We call this approach Dev Bundler. With it, we don’t actually bundle things, but concatenate code transformed by Vite’s dev server. We are using the same pipeline and internal cache as the client-side modules, making the SSR build more efficient and consistent with the client build. It then became our approach in Nuxt 3, and works great across our beta period.

But indeed, there are some things we could optimize.

First is that the approach is not really "on-demand". We are transforming all the modules in your app regardless of if it has been used for certain requests. And that makes this approach less "Vite".

Second is the source map support. Since all the modules have been concatenated into a single file and lost the source map, whenever you get an error, the stack trace will show you the error happens in the bundled file instead of the real source. This will hurt the DX as it might make it hard to locate the actual error.

Approach 3: Vite Node

So to address the drawbacks of the Dev Bundler, we need to have the "on-demand" philosophy in mind. Instead of transforming all the modules and then evaluating them, we’d better do it upon the module that has been requested. Then we could use the vm module from Node to this:

import vm from 'node:vm'
import { createDevServer } from 'vite'

const server = createDevServer()

async function importModule(id) {
  // get the transform code on import
  // could be a request if the server is in another thread
  const result = await server.transformRequest(id, { ssr: true })

  // to provide vite ssr utils
  const wrappedCode = `(async function (__vite_ssr_exports__, __vite_ssr_import__) {
   ${result.code}
  })`

  // execute the code to get the function
  const wrappedFn = vm.runInNewContext(wrappedCode, {
    // with the file name we could have better stacktrace
    filename,
  })

  // passing the ssr utils (in wrappedCode)
  return wrappedFn({}, importModule)
}

export default await importModule('/foo')
production code reference

Using the Node vm allows us to execute modules in a safer and isolated context. With inline sourcemap and the filename argument to the runInNewContext, it makes the stacktrace directly point to the correct location of the source file. And most importantly, moving the transform request inside the importing function makes it fully on-demand (caching and sourcemap are simplified in the example).

We ended up extracting this logic into a more general package called vite-node, so it could also be used outside Nuxt.

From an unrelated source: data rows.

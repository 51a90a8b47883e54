//! Token dump.

use std::path::Path;
use std::process::ExitCode;

use teeny_lexer::lex;
use teeny_parse::CheckError;

use super::{location, read_or_report};

/// Print one line per token of `path`, through EOF.
pub fn lex_file(path: &Path) -> ExitCode {
    let Some(source) = read_or_report(path) else {
        return ExitCode::FAILURE;
    };

    match lex(&source) {
        Ok(tokens) => {
            for token in &tokens {
                println!("{token}");
            }
            ExitCode::SUCCESS
        }
        Err(err) => {
            let span = err.span;
            eprintln!("{}", CheckError::from(err));
            eprintln!("{}", location(path, &source, span));
            ExitCode::FAILURE
        }
    }
}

Not only does vite-node make it on-demand by only requesting modules it needs, but it also makes it possible to control the module cache to provide hot module replacement. We implemented the HMR logic in vite-node, similiar to how Vite handles it on the client side – making the SSR reloads surprisingly fast.

Nuxt Dev SSR with HMR

From a rough testing with a real-world Nuxt 3 app with 15 routes and 7 modules, we see the SSR reload time by changing a single Vue file goes from ~200ms to <0.01ms with vite-node. Since it switched a full build to module level on-demand HMR, the difference will be more significant as the project grows.

Opening Up Possibility

The work on making vite-node not only benefits the Nuxt’s dev SSR but also opened up a lot of possibilities for the tooling around Vite. Since vite-node uses Vite for transformaing the modules, it inherits the great power of Vite. Like out-of-box TypeScript and JSX, the powerful plugin API and ecosystem - all that would just work on vite-node same as your client code.

For example, Vitest was only made possible because of the vite-node. It provides the infrastructure to run the tests on Node efficiently with the shared pipeline as your client app consistently. It also made possible to have the HMR support for the tests, making the test-driven development experience much better.

In addition, vite-node powers Histoire, a interactive component playgrounds for Vite. vue-termui, a terminal UI framework for Vue, is using vite-node to do developement HMR.

We are happy to see our work on Nuxt inspires and pushes the Vite ecosystem for more innovations and better tools. We are also eager to see what is comming next for the tools and integrations that built with "on-demand" philosophy in mind, providing better performance and developer experience.